**INSTRUCTIONS FOR THE TASK:** The records below must be copied out completely and exactly.

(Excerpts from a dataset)
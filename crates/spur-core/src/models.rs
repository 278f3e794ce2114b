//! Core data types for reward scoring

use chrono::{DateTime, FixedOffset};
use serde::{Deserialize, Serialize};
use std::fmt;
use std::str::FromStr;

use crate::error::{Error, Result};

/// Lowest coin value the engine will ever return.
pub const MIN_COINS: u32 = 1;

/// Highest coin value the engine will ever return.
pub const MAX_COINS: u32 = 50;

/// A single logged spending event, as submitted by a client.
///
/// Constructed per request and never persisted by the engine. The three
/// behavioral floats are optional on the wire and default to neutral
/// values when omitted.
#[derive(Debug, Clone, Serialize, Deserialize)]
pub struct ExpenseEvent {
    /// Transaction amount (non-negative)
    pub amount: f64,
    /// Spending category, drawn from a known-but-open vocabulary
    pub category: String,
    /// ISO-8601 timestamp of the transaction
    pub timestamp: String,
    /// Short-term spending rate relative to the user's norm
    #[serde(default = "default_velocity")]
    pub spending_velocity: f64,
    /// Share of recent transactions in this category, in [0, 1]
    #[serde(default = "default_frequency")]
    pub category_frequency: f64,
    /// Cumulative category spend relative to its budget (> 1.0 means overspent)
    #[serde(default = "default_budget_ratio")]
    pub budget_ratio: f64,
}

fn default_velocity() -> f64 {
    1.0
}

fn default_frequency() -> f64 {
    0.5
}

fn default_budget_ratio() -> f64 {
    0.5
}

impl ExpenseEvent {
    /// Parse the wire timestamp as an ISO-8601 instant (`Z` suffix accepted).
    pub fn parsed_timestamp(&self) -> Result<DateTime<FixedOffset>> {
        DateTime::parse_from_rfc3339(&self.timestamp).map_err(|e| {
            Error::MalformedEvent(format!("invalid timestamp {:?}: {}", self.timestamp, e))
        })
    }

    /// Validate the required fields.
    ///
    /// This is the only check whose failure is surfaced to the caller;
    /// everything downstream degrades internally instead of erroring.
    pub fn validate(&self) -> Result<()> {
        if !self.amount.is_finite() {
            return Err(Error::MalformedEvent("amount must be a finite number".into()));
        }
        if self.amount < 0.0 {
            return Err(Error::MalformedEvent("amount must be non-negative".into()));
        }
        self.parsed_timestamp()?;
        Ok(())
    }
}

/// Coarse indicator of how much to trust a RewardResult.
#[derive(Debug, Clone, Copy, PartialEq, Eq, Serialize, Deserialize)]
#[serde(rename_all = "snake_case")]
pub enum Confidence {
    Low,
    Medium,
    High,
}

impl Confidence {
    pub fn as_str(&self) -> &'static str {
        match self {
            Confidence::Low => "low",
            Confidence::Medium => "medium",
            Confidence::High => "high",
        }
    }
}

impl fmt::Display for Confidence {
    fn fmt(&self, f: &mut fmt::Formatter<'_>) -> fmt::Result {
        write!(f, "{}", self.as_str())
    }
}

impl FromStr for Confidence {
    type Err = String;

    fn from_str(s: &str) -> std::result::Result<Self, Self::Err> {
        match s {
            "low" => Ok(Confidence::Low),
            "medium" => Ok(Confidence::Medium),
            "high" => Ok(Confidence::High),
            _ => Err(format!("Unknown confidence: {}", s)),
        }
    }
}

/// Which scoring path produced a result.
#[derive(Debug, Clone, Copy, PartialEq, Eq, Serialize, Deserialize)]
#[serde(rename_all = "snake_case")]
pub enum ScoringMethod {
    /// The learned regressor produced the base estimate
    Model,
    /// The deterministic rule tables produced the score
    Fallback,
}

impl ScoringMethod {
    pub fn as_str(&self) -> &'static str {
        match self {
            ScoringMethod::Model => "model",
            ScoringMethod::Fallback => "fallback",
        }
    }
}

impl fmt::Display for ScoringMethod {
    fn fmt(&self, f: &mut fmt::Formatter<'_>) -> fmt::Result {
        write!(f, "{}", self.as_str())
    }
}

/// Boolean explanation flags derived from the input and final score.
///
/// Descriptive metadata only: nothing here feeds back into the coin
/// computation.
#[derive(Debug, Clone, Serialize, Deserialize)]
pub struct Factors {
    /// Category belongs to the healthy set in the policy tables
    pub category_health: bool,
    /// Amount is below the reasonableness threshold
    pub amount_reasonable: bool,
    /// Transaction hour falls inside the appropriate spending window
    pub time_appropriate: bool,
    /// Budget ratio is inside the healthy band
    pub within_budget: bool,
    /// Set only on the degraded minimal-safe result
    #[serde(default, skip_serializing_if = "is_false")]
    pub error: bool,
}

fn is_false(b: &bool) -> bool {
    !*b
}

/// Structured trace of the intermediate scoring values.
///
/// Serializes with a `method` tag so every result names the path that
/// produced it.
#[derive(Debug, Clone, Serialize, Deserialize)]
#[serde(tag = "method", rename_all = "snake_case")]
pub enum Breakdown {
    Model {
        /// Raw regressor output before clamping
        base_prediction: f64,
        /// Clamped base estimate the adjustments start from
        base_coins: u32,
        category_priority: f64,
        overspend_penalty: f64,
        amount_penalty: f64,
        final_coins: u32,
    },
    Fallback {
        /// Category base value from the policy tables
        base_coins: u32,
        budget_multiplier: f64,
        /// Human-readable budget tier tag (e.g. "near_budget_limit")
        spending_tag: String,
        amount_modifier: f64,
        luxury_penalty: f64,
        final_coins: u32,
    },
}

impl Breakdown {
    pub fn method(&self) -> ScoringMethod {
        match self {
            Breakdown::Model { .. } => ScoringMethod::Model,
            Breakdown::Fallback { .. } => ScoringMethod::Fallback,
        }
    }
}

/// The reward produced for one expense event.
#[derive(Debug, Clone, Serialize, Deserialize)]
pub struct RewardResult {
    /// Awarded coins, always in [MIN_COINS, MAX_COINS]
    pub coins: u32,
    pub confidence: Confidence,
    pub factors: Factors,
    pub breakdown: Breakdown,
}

**ANSWER AREA:**
filename crates/spur-core/src/models.rs
repository 278f3e794ce2114b
//! Core data types for reward scoring

use chrono::{DateTime, FixedOffset};
use serde::{Deserialize, Serialize};
use std::fmt;
use std::str::FromStr;

use crate::error::{Error, Result};

/// Lowest coin value the engine will ever return.
pub const MIN_COINS: u32 = 1;

/// Highest coin value the engine will ever return.
pub const MAX_COINS: u32 = 50;

/// A single logged spending event, as submitted by a client.
///
/// Constructed per request and never persisted by the engine. The three
/// behavioral floats are optional on the wire and default to neutral
/// values when omitted.
#[derive(Debug, Clone, Serialize, Deserialize)]
pub struct ExpenseEvent {
    /// Transaction amount (non-negative)
    pub amount: f64,
    /// Spending category, drawn from a known-but-open vocabulary
    pub category: String,
    /// ISO-8601 timestamp of the transaction
    pub timestamp: String,
    /// Short-term spending rate relative to the user's norm
    #[serde(default = "default_velocity")]
    pub spending_velocity: f64,
    /// Share of recent transactions in this category, in [0, 1]
    #[serde(default = "default_frequency")]
    pub category_frequency: f64,
    /// Cumulative category spend relative to its budget (> 1.0 means overspent)
    #[serde(default = "default_budget_ratio")]
    pub budget_ratio: f64,
}

fn default_velocity() -> f64 {
    1.0
}

fn default_frequency() -> f64 {
    0.5
}

fn default_budget_ratio() -> f64 {
    0.5
}

impl ExpenseEvent {
    /// Parse the wire timestamp as an ISO-8601 instant (`Z` suffix accepted).
    pub fn parsed_timestamp(&self) -> Result<DateTime<FixedOffset>> {
        DateTime::parse_from_rfc3339(&self.timestamp).map_err(|e| {
            Error::MalformedEvent(format!("invalid timestamp {:?}: {}", self.timestamp, e))
        })
    }

    /// Validate the required fields.
    ///
    /// This is the only check whose failure is surfaced to the caller;
    /// everything downstream degrades internally instead of erroring.
    pub fn validate(&self) -> Result<()> {
        if !self.amount.is_finite() {
            return Err(Error::MalformedEvent("amount must be a finite number".into()));
        }
        if self.amount < 0.0 {
            return Err(Error::MalformedEvent("amount must be non-negative".into()));
        }
        self.parsed_timestamp()?;
        Ok(())
    }
}

/// Coarse indicator of how much to trust a RewardResult.
#[derive(Debug, Clone, Copy, PartialEq, Eq, Serialize, Deserialize)]
#[serde(rename_all = "snake_case")]
pub enum Confidence {
    Low,
    Medium,
    High,
}

impl Confidence {
    pub fn as_str(&self) -> &'static str {
        match self {
            Confidence::Low => "low",
            Confidence::Medium => "medium",
            Confidence::High => "high",
        }
    }
}

impl fmt::Display for Confidence {
    fn fmt(&self, f: &mut fmt::Formatter<'_>) -> fmt::Result {
        write!(f, "{}", self.as_str())
    }
}

impl FromStr for Confidence {
    type Err = String;

    fn from_str(s: &str) -> std::result::Result<Self, Self::Err> {
        match s {
            "low" => Ok(Confidence::Low),
            "medium" => Ok(Confidence::Medium),
            "high" => Ok(Confidence::High),
            _ => Err(format!("Unknown confidence: {}", s)),
        }
    }
}

/// Which scoring path produced a result.
#[derive(Debug, Clone, Copy, PartialEq, Eq, Serialize, Deserialize)]
#[serde(rename_all = "snake_case")]
pub enum ScoringMethod {
    /// The learned regressor produced the base estimate
    Model,
    /// The deterministic rule tables produced the score
    Fallback,
}

impl ScoringMethod {
    pub fn as_str(&self) -> &'static str {
        match self {
            ScoringMethod::Model => "model",
            ScoringMethod::Fallback => "fallback",
        }
    }
}

impl fmt::Display for ScoringMethod {
    fn fmt(&self, f: &mut fmt::Formatter<'_>) -> fmt::Result {
        write!(f, "{}", self.as_str())
    }
}

/// Boolean explanation flags derived from the input and final score.
///
/// Descriptive metadata only: nothing here feeds back into the coin
/// computation.
#[derive(Debug, Clone, Serialize, Deserialize)]
pub struct Factors {
    /// Category belongs to the healthy set in the policy tables
    pub category_health: bool,
    /// Amount is below the reasonableness threshold
    pub amount_reasonable: bool,
    /// Transaction hour falls inside the appropriate spending window
    pub time_appropriate: bool,
    /// Budget ratio is inside the healthy band
    pub within_budget: bool,
    /// Set only on the degraded minimal-safe result
    #[serde(default, skip_serializing_if = "is_false")]
    pub error: bool,
}

fn is_false(b: &bool) -> bool {
    !*b
}

/// Structured trace of the intermediate scoring values.
///
/// Serializes with a `method` tag so every result names the path that
/// produced it.
#[derive(Debug, Clone, Serialize, Deserialize)]
#[serde(tag = "method", rename_all = "snake_case")]
pub enum Breakdown {
    Model {
        /// Raw regressor output before clamping
        base_prediction: f64,
        /// Clamped base estimate the adjustments start from
        base_coins: u32,
        category_priority: f64,
        overspend_penalty: f64,
        amount_penalty: f64,
        final_coins: u32,
    },
    Fallback {
        /// Category base value from the policy tables
        base_coins: u32,
        budget_multiplier: f64,
        /// Human-readable budget tier tag (e.g. "near_budget_limit")
        spending_tag: String,
        amount_modifier: f64,
        luxury_penalty: f64,
        final_coins: u32,
    },
}

impl Breakdown {
    pub fn method(&self) -> ScoringMethod {
        match self {
            Breakdown::Model { .. } => ScoringMethod::Model,
            Breakdown::Fallback { .. } => ScoringMethod::Fallback,
        }
    }
}

/// The reward produced for one expense event.
#[derive(Debug, Clone, Serialize, Deserialize)]
pub struct RewardResult {
    /// Awarded coins, always in [MIN_COINS, MAX_COINS]
    pub coins: u32,
    pub confidence: Confidence,
    pub factors: Factors,
    pub breakdown: Breakdown,
}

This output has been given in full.